Chapter 8, Note 41 (pages 173 and 262)

When word spread in Montana of Little Bear’s intentions to leave the country by the end of October, various newspapers expressed elation. (p. 173)

Chapter 8, Note 41 . . . The Havre Plaindealer included the text of what they claimed to be the letter Little Bear sent out to his followers, but the language was so derogatory to Montana Crees that one has to wonder if the editors took liberties in what they printed . . . for discussion of these sources and reactions. (262)
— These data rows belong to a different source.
//! Depth-first traversal over STAC document trees.
//!
//! STAC documents may embed child objects (nested item collections, search
//! results) that carry their own `links` arrays, so link rewriting has to
//! visit every `links` array at any depth, not just the top-level one.
//! Traversal depth is bounded by `serde_json`'s parse-time recursion limit,
//! so a document that made it through parsing cannot blow the stack here.

use serde_json::Value;

/// Visit every `links` array in the document, depth first.
///
/// The visitor receives each array by mutable reference and may rewrite,
/// filter, or extend it in place. Arrays are visited parent-first; the
/// traversal then descends into the (possibly rewritten) array elements so
/// nested documents inside link objects are still covered.
pub fn visit_links_arrays(node: &mut Value, visit: &mut dyn FnMut(&mut Vec<Value>)) {
    match node {
        Value::Array(items) => {
            for item in items {
                visit_links_arrays(item, visit);
            }
        }
        Value::Object(map) => {
            if let Some(Value::Array(links)) = map.get_mut("links") {
                visit(links);
            }
            for (_, child) in map.iter_mut() {
                visit_links_arrays(child, visit);
            }
        }
        _ => {}
    }
}
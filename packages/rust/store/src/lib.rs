//! Object storage abstraction for harvested catalog entries.
//!
//! The transformation pipeline only needs four operations — get, put,
//! delete, and list — so the trait stays that small. Backends map their
//! own failure modes onto the shared error taxonomy: a missing object is
//! [`StacshiftError::NotFound`], anything infrastructural is
//! [`StacshiftError::TransientStore`] so the batch handler can request
//! redelivery.

use std::collections::BTreeMap;
use std::path::{Path, PathBuf};
use std::sync::RwLock;

use async_trait::async_trait;
use bytes::Bytes;
use tracing::debug;

use stacshift_shared::{Result, StacshiftError};

/// Storage seam between the pipeline and wherever harvested objects live.
#[async_trait]
pub trait ObjectStore: Send + Sync {
    /// Read an entire object. Returns `NotFound` if the key has no object.
    async fn get(&self, bucket: &str, key: &str) -> Result<Bytes>;

    /// Write an object, replacing any existing content.
    async fn put(&self, bucket: &str, key: &str, body: Bytes) -> Result<()>;

    /// Delete an object. Deleting a missing key succeeds (idempotent).
    async fn delete(&self, bucket: &str, key: &str) -> Result<()>;

    /// List keys under a prefix, in unspecified order.
    async fn list(&self, bucket: &str, prefix: &str) -> Result<Vec<String>>;
}

// ---------------------------------------------------------------------------
// In-memory backend
// ---------------------------------------------------------------------------

/// In-memory object store for tests.
///
/// Thread-safe via `RwLock`. Keys can be poisoned to simulate transient
/// infrastructure failures on read.
#[derive(Debug, Default)]
pub struct MemoryStore {
    objects: RwLock<BTreeMap<(String, String), Bytes>>,
    poisoned: RwLock<Vec<(String, String)>>,
}

impl MemoryStore {
    /// Create an empty store.
    pub fn new() -> Self {
        Self::default()
    }

    /// Insert an object synchronously (test setup convenience).
    pub fn insert(&self, bucket: &str, key: &str, body: impl Into<Bytes>) {
        self.objects
            .write()
            .expect("memory store lock")
            .insert((bucket.to_string(), key.to_string()), body.into());
    }

    /// Make subsequent `get` calls for this key fail with a transient error.
    pub fn poison(&self, bucket: &str, key: &str) {
        self.poisoned
            .write()
            .expect("memory store lock")
            .push((bucket.to_string(), key.to_string()));
    }

    /// True when the store holds an object at this key.
    pub fn contains(&self, bucket: &str, key: &str) -> bool {
        self.objects
            .read()
            .expect("memory store lock")
            .contains_key(&(bucket.to_string(), key.to_string()))
    }
}

#[async_trait]
impl ObjectStore for MemoryStore {
    async fn get(&self, bucket: &str, key: &str) -> Result<Bytes> {
        let lookup = (bucket.to_string(), key.to_string());
        if self
            .poisoned
            .read()
            .expect("memory store lock")
            .contains(&lookup)
        {
            return Err(StacshiftError::TransientStore(format!(
                "simulated outage reading {bucket}/{key}"
            )));
        }
        self.objects
            .read()
            .expect("memory store lock")
            .get(&lookup)
            .cloned()
            .ok_or_else(|| StacshiftError::not_found(format!("{bucket}/{key}")))
    }

    async fn put(&self, bucket: &str, key: &str, body: Bytes) -> Result<()> {
        self.objects
            .write()
            .expect("memory store lock")
            .insert((bucket.to_string(), key.to_string()), body);
        Ok(())
    }

    async fn delete(&self, bucket: &str, key: &str) -> Result<()> {
        self.objects
            .write()
            .expect("memory store lock")
            .remove(&(bucket.to_string(), key.to_string()));
        Ok(())
    }

    async fn list(&self, bucket: &str, prefix: &str) -> Result<Vec<String>> {
        Ok(self
            .objects
            .read()
            .expect("memory store lock")
            .keys()
            .filter(|(b, k)| b == bucket && k.starts_with(prefix))
            .map(|(_, k)| k.clone())
            .collect())
    }
}

// ---------------------------------------------------------------------------
// Local filesystem backend
// ---------------------------------------------------------------------------

/// Filesystem-backed object store.
///
/// Buckets are directories under a root; keys are relative paths. Used by
/// the CLI so a full transformation run works without cloud credentials.
#[derive(Debug, Clone)]
pub struct LocalStore {
    root: PathBuf,
}

impl LocalStore {
    /// Create a store rooted at the given directory.
    pub fn new(root: impl Into<PathBuf>) -> Self {
        Self { root: root.into() }
    }

    fn object_path(&self, bucket: &str, key: &str) -> PathBuf {
        self.root.join(bucket).join(key)
    }
}

#[async_trait]
impl ObjectStore for LocalStore {
    async fn get(&self, bucket: &str, key: &str) -> Result<Bytes> {
        let path = self.object_path(bucket, key);
        match tokio::fs::read(&path).await {
            Ok(body) => Ok(Bytes::from(body)),
            Err(e) if e.kind() == std::io::ErrorKind::NotFound => {
                Err(StacshiftError::not_found(format!("{bucket}/{key}")))
            }
            Err(e) => Err(StacshiftError::TransientStore(format!(
                "read {}: {e}",
                path.display()
            ))),
        }
    }

    async fn put(&self, bucket: &str, key: &str, body: Bytes) -> Result<()> {
        let path = self.object_path(bucket, key);
        if let Some(parent) = path.parent() {
            tokio::fs::create_dir_all(parent)
                .await
                .map_err(|e| StacshiftError::io(parent, e))?;
        }
        tokio::fs::write(&path, &body)
            .await
            .map_err(|e| StacshiftError::io(&path, e))?;
        debug!(bucket, key, bytes = body.len(), "stored object");
        Ok(())
    }

    async fn delete(&self, bucket: &str, key: &str) -> Result<()> {
        let path = self.object_path(bucket, key);
        match tokio::fs::remove_file(&path).await {
            Ok(()) => Ok(()),
            Err(e) if e.kind() == std::io::ErrorKind::NotFound => Ok(()),
            Err(e) => Err(StacshiftError::io(&path, e)),
        }
    }

    async fn list(&self, bucket: &str, prefix: &str) -> Result<Vec<String>> {
        let bucket_root = self.root.join(bucket);
        if !bucket_root.is_dir() {
            return Ok(Vec::new());
        }

        let mut keys = Vec::new();
        let mut pending = vec![bucket_root.clone()];
        while let Some(dir) = pending.pop() {
            let mut entries = tokio::fs::read_dir(&dir)
                .await
                .map_err(|e| StacshiftError::io(&dir, e))?;
            while let Some(entry) = entries
                .next_entry()
                .await
                .map_err(|e| StacshiftError::io(&dir, e))?
            {
                let path = entry.path();
                if path.is_dir() {
                    pending.push(path);
                } else if let Some(key) = relative_key(&bucket_root, &path) {
                    if key.starts_with(prefix) {
                        keys.push(key);
                    }
                }
            }
        }
        Ok(keys)
    }
}

/// Render an object key from a path below the bucket root.
fn relative_key(bucket_root: &Path, path: &Path) -> Option<String> {
    let relative = path.strip_prefix(bucket_root).ok()?;
    let key = relative
        .components()
        .map(|c| c.as_os_str().to_string_lossy())
        .collect::<Vec<_>>()
        .join("/");
    (!key.is_empty()).then_some(key)
}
The Havre Plaindealer‘s supposed text from Little Bear read as follows:

“Brother: I have been watching you with patient solicitude for a long time. I had hoped that you might be weaned from your worthless careers by the example of your chief and his pale face friends, but hope has been so often interred in the grave of disappointment that she is too weak to ever again break the bands of death in which she lies buried. You seem to have no other ambition than to preserve your hides in alcohol and, romping with the seductive tomato can to the liquid emporium when you have succeeded in begging, borrowing or stealing the price. You have retrograded. No longer do you take pride in the ancient achievements of your sires and it takes a physical examination to tell whether you are a buck or a miserable squaw. You are heap no good. You stand and abuse the kindness the pale face of the states has exercised in your behalf and in your return for his charity you give him harassing diseases and the fretful louse. I will take you back to your native country and give you a home. There you must be industrious and instead of stealing a calico pony to trade for red liquor you must harness him to irritate the earth with the plow that the maize may grow. The great father in Canada whose heart has been bad toward you, his renegade children, has softened. He will take you back but you must be good and eschew raising the government troops. It is well for you that his heart has relented. Paris Gibson and J. 0. Darst are about to occupy this range, you once trod in indolence, with the vine less potato and wheat fields. There will be so much doing that it will ‘make you tired’ and the music of the coyote will go out of the land. Saddle your ponies and come to me that we may take council and embrace our opportunity before it curls like the winter leaf and blows away.”

The extreme nature of the text strongly suggests it was a fabrication of the Plaindealer‘s own doing. “Little Bear has surrendered. His heart is broken,” relayed the Choteau Acantha. “Ever since Little Bear was forced to realize that his people could no longer exist in Montana he has been cowed. He has put away his bad heart . . . [he] realizes that his people can no longer exist as nomads,” explained the Anaconda Standard. “The sound of their tom toms will never again startle the pale face,” cried the Havre Plaindealer. “Neither arms nor diplomacy could conquer them, but they have succumbed to drought,” stated a correspondent from Butte. Showing possible dismay with the actions of his peoples, Little Bear sent word for them to congregate near Havre, expecting some three hundred to arrive in a short time.

Sources:

  • “The Cree Indians Will Leave Montana,” Choteau Acantha, October 5, 1905.
  • “Back to Canada the Crees Will Go,” Anaconda Standard, October 2, 1905.
  • “Crees will Hit the Trail,” Havre Plaindealer, September 30, 1905.